Data for review:
────────────────────────────────────────

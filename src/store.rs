// src/store.rs
//! Date-partitioned Parquet store.
//!
//! Layout under `data_root`:
//! - `date=YYYY-MM-DD/part-<epoch_secs>.parquet` (one per cycle, append-only)
//! - `latest.parquet` (most recent cycle, replaced each time)

use std::fs::{self, File};
use std::path::{Path, PathBuf};
use std::sync::Arc;

use anyhow::{anyhow, Context, Result};
use arrow_array::{Array, ArrayRef, Float64Array, RecordBatch, StringArray};
use arrow_schema::{DataType, Field, Schema, SchemaRef};
use chrono::{DateTime, Utc};
use parquet::arrow::arrow_reader::ParquetRecordBatchReaderBuilder;
use parquet::arrow::ArrowWriter;

use crate::ingest::types::NewsRecord;
use crate::sentiment::ScoredRecord;

pub const SNAPSHOT_FILE: &str = "latest.parquet";

/// Columns of a NewsRecord, in write order.
pub const RECORD_COLUMNS: [&str; 9] = [
    "id",
    "source",
    "ticker",
    "text",
    "created_at",
    "fetched_at",
    "author",
    "url",
    "lang",
];

/// Columns of the sentiment extension, in write order.
pub const SENTIMENT_COLUMNS: [&str; 5] = ["sent_label", "sent_score", "sent_pos", "sent_neu", "sent_neg"];

/// Minimum columns the dashboard needs to render anything.
pub const DASHBOARD_COLUMNS: [&str; 6] = ["ticker", "text", "sent_label", "sent_score", "fetched_at", "source"];

pub fn scored_schema() -> SchemaRef {
    let mut fields: Vec<Field> = RECORD_COLUMNS
        .iter()
        .map(|c| Field::new(*c, DataType::Utf8, false))
        .collect();
    fields.push(Field::new("sent_label", DataType::Utf8, false));
    for c in &SENTIMENT_COLUMNS[1..] {
        fields.push(Field::new(*c, DataType::Float64, false));
    }
    Arc::new(Schema::new(fields))
}

pub fn to_record_batch(rows: &[ScoredRecord]) -> Result<RecordBatch> {
    fn utf8(rows: &[ScoredRecord], f: impl Fn(&NewsRecord) -> &str) -> ArrayRef {
        Arc::new(StringArray::from(
            rows.iter().map(|r| f(&r.record)).collect::<Vec<_>>(),
        ))
    }
    fn f64s(rows: &[ScoredRecord], f: impl Fn(&ScoredRecord) -> f64) -> ArrayRef {
        Arc::new(Float64Array::from(rows.iter().map(f).collect::<Vec<_>>()))
    }

    let columns: Vec<ArrayRef> = vec![
        utf8(rows, |r| r.id.as_str()),
        utf8(rows, |r| r.source.as_str()),
        utf8(rows, |r| r.ticker.as_str()),
        utf8(rows, |r| r.text.as_str()),
        utf8(rows, |r| r.created_at.as_str()),
        utf8(rows, |r| r.fetched_at.as_str()),
        utf8(rows, |r| r.author.as_str()),
        utf8(rows, |r| r.url.as_str()),
        utf8(rows, |r| r.lang.as_str()),
        Arc::new(StringArray::from(
            rows.iter().map(|r| r.sent_label.as_str()).collect::<Vec<_>>(),
        )),
        f64s(rows, |r| r.sent_score),
        f64s(rows, |r| r.sent_pos),
        f64s(rows, |r| r.sent_neu),
        f64s(rows, |r| r.sent_neg),
    ];
    RecordBatch::try_new(scored_schema(), columns).context("building scored record batch")
}

fn write_batch(file: File, path: &Path, batch: &RecordBatch) -> Result<()> {
    let mut writer = ArrowWriter::try_new(file, batch.schema(), None)
        .with_context(|| format!("opening parquet writer {}", path.display()))?;
    writer
        .write(batch)
        .with_context(|| format!("writing record batch {}", path.display()))?;
    writer
        .close()
        .with_context(|| format!("closing parquet writer {}", path.display()))?;
    Ok(())
}

/// Writer for the partitioned layout. Sole writer of `data_root`.
#[derive(Debug, Clone)]
pub struct PartitionedStore {
    root: PathBuf,
}

impl PartitionedStore {
    pub fn new(root: impl Into<PathBuf>) -> Self {
        Self { root: root.into() }
    }

    pub fn root(&self) -> &Path {
        &self.root
    }

    pub fn snapshot_path(&self) -> PathBuf {
        self.root.join(SNAPSHOT_FILE)
    }

    pub fn partition_dir(&self, ts: DateTime<Utc>) -> PathBuf {
        self.root.join(ts.format("date=%Y-%m-%d").to_string())
    }

    pub fn partition_file(&self, ts: DateTime<Utc>) -> PathBuf {
        self.partition_dir(ts)
            .join(format!("part-{}.parquet", ts.timestamp()))
    }

    /// Write one new partition file for the cycle at `ts`.
    /// Refuses to touch an existing file.
    pub fn append(&self, rows: &[ScoredRecord], ts: DateTime<Utc>) -> Result<PathBuf> {
        let dir = self.partition_dir(ts);
        fs::create_dir_all(&dir).with_context(|| format!("creating {}", dir.display()))?;
        let path = self.partition_file(ts);
        let batch = to_record_batch(rows)?;
        let file = File::options()
            .write(true)
            .create_new(true)
            .open(&path)
            .with_context(|| format!("creating partition file {}", path.display()))?;
        if let Err(e) = write_batch(file, &path, &batch) {
            // Don't leave a truncated part behind.
            let _ = fs::remove_file(&path);
            return Err(e);
        }
        Ok(path)
    }

    /// Replace `latest.parquet` with exactly `rows` (temp file + rename).
    pub fn overwrite_snapshot(&self, rows: &[ScoredRecord]) -> Result<PathBuf> {
        fs::create_dir_all(&self.root)
            .with_context(|| format!("creating {}", self.root.display()))?;
        let path = self.snapshot_path();
        let tmp = self.root.join(format!("{SNAPSHOT_FILE}.tmp"));
        let batch = to_record_batch(rows)?;
        let file = File::create(&tmp).with_context(|| format!("creating {}", tmp.display()))?;
        let replaced = write_batch(file, &tmp, &batch).and_then(|()| {
            fs::rename(&tmp, &path)
                .with_context(|| format!("renaming {} -> {}", tmp.display(), path.display()))
        });
        if let Err(e) = replaced {
            let _ = fs::remove_file(&tmp);
            return Err(e);
        }
        Ok(path)
    }

    /// All partition files, sorted by path (date, then epoch).
    pub fn list_partitions(&self) -> Result<Vec<PathBuf>> {
        let mut out = Vec::new();
        let entries = match fs::read_dir(&self.root) {
            Ok(e) => e,
            Err(e) if e.kind() == std::io::ErrorKind::NotFound => return Ok(out),
            Err(e) => return Err(e).with_context(|| format!("listing {}", self.root.display())),
        };
        for dir in entries.flatten() {
            let p = dir.path();
            let is_partition = p
                .file_name()
                .and_then(|n| n.to_str())
                .is_some_and(|n| n.starts_with("date="));
            if !p.is_dir() || !is_partition {
                continue;
            }
            for f in fs::read_dir(&p)?.flatten() {
                let fp = f.path();
                if fp.extension().and_then(|e| e.to_str()) == Some("parquet") {
                    out.push(fp);
                }
            }
        }
        out.sort();
        Ok(out)
    }
}

/// Column names present in a Parquet file.
pub fn read_column_names(path: &Path) -> Result<Vec<String>> {
    let file = File::open(path).with_context(|| format!("opening {}", path.display()))?;
    let builder = ParquetRecordBatchReaderBuilder::try_new(file)
        .with_context(|| format!("reading parquet metadata {}", path.display()))?;
    Ok(builder
        .schema()
        .fields()
        .iter()
        .map(|f| f.name().to_string())
        .collect())
}

fn str_column<'a>(batch: &'a RecordBatch, name: &str) -> Result<Option<&'a StringArray>> {
    match batch.column_by_name(name) {
        None => Ok(None),
        Some(a) => a
            .as_any()
            .downcast_ref::<StringArray>()
            .map(Some)
            .ok_or_else(|| anyhow!("column {name} is not utf8")),
    }
}

fn f64_column<'a>(batch: &'a RecordBatch, name: &str) -> Result<Option<&'a Float64Array>> {
    match batch.column_by_name(name) {
        None => Ok(None),
        Some(a) => a
            .as_any()
            .downcast_ref::<Float64Array>()
            .map(Some)
            .ok_or_else(|| anyhow!("column {name} is not float64")),
    }
}

fn str_at(a: Option<&StringArray>, i: usize) -> String {
    match a {
        Some(a) if !a.is_null(i) => a.value(i).to_string(),
        _ => String::new(),
    }
}

fn f64_at(a: Option<&Float64Array>, i: usize) -> f64 {
    match a {
        Some(a) if !a.is_null(i) => a.value(i),
        _ => 0.0,
    }
}

/// Read a scored Parquet file back. Dashboard columns are required; the rest
/// default to "" (text) / 0.0 (probabilities) when absent.
pub fn read_records(path: &Path) -> Result<Vec<ScoredRecord>> {
    let file = File::open(path).with_context(|| format!("opening {}", path.display()))?;
    let reader = ParquetRecordBatchReaderBuilder::try_new(file)
        .with_context(|| format!("reading parquet metadata {}", path.display()))?
        .build()
        .with_context(|| format!("building parquet reader {}", path.display()))?;

    let mut out = Vec::new();
    for batch in reader {
        let batch = batch.with_context(|| format!("reading batch from {}", path.display()))?;
        for c in DASHBOARD_COLUMNS {
            if batch.column_by_name(c).is_none() {
                return Err(anyhow!("{} is missing column {c}", path.display()));
            }
        }
        let cols: Vec<Option<&StringArray>> = RECORD_COLUMNS
            .iter()
            .map(|c| str_column(&batch, c))
            .collect::<Result<_>>()?;
        let label = str_column(&batch, "sent_label")?;
        let score = f64_column(&batch, "sent_score")?;
        let pos = f64_column(&batch, "sent_pos")?;
        let neu = f64_column(&batch, "sent_neu")?;
        let neg = f64_column(&batch, "sent_neg")?;

        for i in 0..batch.num_rows() {
            let record = NewsRecord {
                id: str_at(cols[0], i),
                source: str_at(cols[1], i),
                ticker: str_at(cols[2], i),
                text: str_at(cols[3], i),
                created_at: str_at(cols[4], i),
                fetched_at: str_at(cols[5], i),
                author: str_at(cols[6], i),
                url: str_at(cols[7], i),
                lang: str_at(cols[8], i),
            };
            let sent_label = str_at(label, i)
                .parse()
                .with_context(|| format!("row {i} of {}", path.display()))?;
            out.push(ScoredRecord {
                record,
                sent_label,
                sent_score: f64_at(score, i),
                sent_pos: f64_at(pos, i),
                sent_neu: f64_at(neu, i),
                sent_neg: f64_at(neg, i),
            });
        }
    }
    Ok(out)
}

────────────────────────────────────────

How to complete this task: What is the number of lines in these records that contain "source"? Reply with the number only.

Result for this task: 4